Nos Jogos Olímpicos a causa racial ganhou uma imagem que circulou o mundo: os atletas negros, americanos, Tommie Smith e John Carlos subiram ao pódio para receber as medalhas de outro e bonze dos 200 metros rasos, com o braço levantado e o pulso cerrado, em louvor a Luther King. A Olimpíada, aliás, teve sede compartilhada entre México e Estados Unidos. Na Europa, as manifestações invadiram as ruas da Bélgica, Itália, Alemanha. Nas Américas, a Argentina, Uruguai, México, Venezuela.
O movimentado ano de 68 realmente mexeu com as autoridades constituídas. Até a Igreja cuidou de atualizar-se com a juventude. O Papa Paulo VI, não postergou a oportunidade de expandir os limites do Vaticano. Promoveu a Conferência-Geral do Episcopado da América Latina, na Colômbia. Era oportuno modernizar o papo com os fiéis católicos.
Em vários lugares o ano de 1968 deixou, enfim, marcas históricas. Extrapolou a seara da política. Mexeu também nos costumes da sociedade, como o ápice do movimento hippie. Os Beatles, liderados por John Lennon, lançaram o famoso disco de capa branca, sem título, uma alusão à paz. Ainda nas artes, o surgimento de nomes que estão entre nós até hoje. Na Broadway, em Nova Iorque, estreava “Hair”, obra teatral que desabria preconceitos e mexia em conceitos até então adormecidos.
No Brasil, deram start e passaram a consolidar suas carreiras. Por exemplo, Caetano Velloso, Chico Buarque de Holanda, Tomzé, entre tantos. No teatro, José Celso Martinez lançou a famosa peça “O Rei da Vela”, considerada inadmissível pelos censores do regime militar. As mulheres foram às ruas, em passeatas. Geraldo Vandré ganhou o Festival Internacional da Canção com a música “Prá Não Dizer Que Não Falei de Flores”. Obviamente, a formidável e revolucionária criação também foi censurada.
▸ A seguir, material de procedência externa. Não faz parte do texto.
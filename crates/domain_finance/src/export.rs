//! CSV export of breakdowns and series
//!
//! Amounts are written as plain decimals with at most four places so the
//! files import cleanly into spreadsheets regardless of locale.

use std::io::Write;

use core_kernel::INTERNAL_SCALE;
use rust_decimal::Decimal;

use crate::aggregate::Breakdown;
use crate::error::FinanceError;
use crate::series::Series;

const BREAKDOWN_HEADER: [&str; 5] = ["currency", "native_amount", "functional_amount", "values", "reliable"];
const SERIES_HEADER: [&str; 5] = ["bucket", "start", "end", "value", "cumulative"];

fn format_amount(amount: Decimal) -> String {
    amount.round_dp(INTERNAL_SCALE).normalize().to_string()
}

/// Writes one row per currency line followed by a total row
pub fn write_breakdown_csv(breakdown: &Breakdown, writer: impl Write) -> Result<(), FinanceError> {
    let mut csv = csv::WriterBuilder::new()
        .terminator(csv::Terminator::Any(b'\n'))
        .from_writer(writer);

    csv.write_record(BREAKDOWN_HEADER)?;
    for line in &breakdown.lines {
        csv.write_record([
            line.currency.to_string(),
            format_amount(line.native_amount),
            format_amount(line.functional_amount),
            line.value_count.to_string(),
            line.reliable.to_string(),
        ])?;
    }
    csv.write_record([
        "TOTAL".to_string(),
        String::new(),
        format_amount(breakdown.total_in_functional),
        breakdown.lines.iter().map(|l| l.value_count).sum::<usize>().to_string(),
        breakdown.is_reliable().to_string(),
    ])?;

    csv.flush()?;
    Ok(())
}

/// Writes one row per bucket, oldest first
///
/// The cumulative column is empty when the series was built without a
/// running balance.
pub fn write_series_csv(series: &Series, writer: impl Write) -> Result<(), FinanceError> {
    let mut csv = csv::WriterBuilder::new()
        .terminator(csv::Terminator::Any(b'\n'))
        .from_writer(writer);

    csv.write_record(SERIES_HEADER)?;
    for point in &series.points {
        csv.write_record([
            point.key.clone(),
            point.start.format("%Y-%m-%d").to_string(),
            point.end.format("%Y-%m-%d").to_string(),
            format_amount(point.value),
            point.cumulative.map(format_amount).unwrap_or_default(),
        ])?;
    }

    csv.flush()?;
    Ok(())
}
No Brasil, vivíamos sob domínio do segundo governo do regime militar, com o marechal Arthur da Costa e Silva a presidir a República, em substituição do general Castello Branco. A famosa Passeata dos 100 Mil, no Rio, e a prisão de líderes estudantis no Congresso da UNE, em Ibiúna, em São Paulo, somaram-se ao violento episódio da invasão da polícia ao restaurante do Calabouço, também no Rio, que culminou com a morte do estudante Edson Luís de Lima Souto. Também começaram a surgir as primeiras greves de trabalhadores. E perigosas militâncias da luta armada.
Mas foi em dezembro de 1968 que o tempo fechou de vez, no Brasil. Decretado pelo presidente Arthur da Costa e Silva, em 13 de dezembro, o Ato Institucional Número Cinco fechava o Congresso por prazo indeterminado, impunha o recesso dos mandatos de senadores, deputados e vereadores. Em defesa dos princípios da Revolução de 1964, o AI-5 autorizava a intervenção nos estados e municípios. Também dava ao Chefe-do-Executivo o poder de instaurar o estado-de-sítio, suspendendo qualquer tipo de manifestações públicas de caráter partidário.
Além disso, O AI-5 criava a censura prévia à imprensa e às artes, assim como suspendia o direito de habeas corpus para os chamados delitos políticos e ainda lhe permitia o uso de decretos-lei. Ou seja, para entrar em vigor, não era necessária a aprovação pelo Congresso.
É, o ano de 1968, que digamos despertou a liberação da juventude, agora é cinquentão.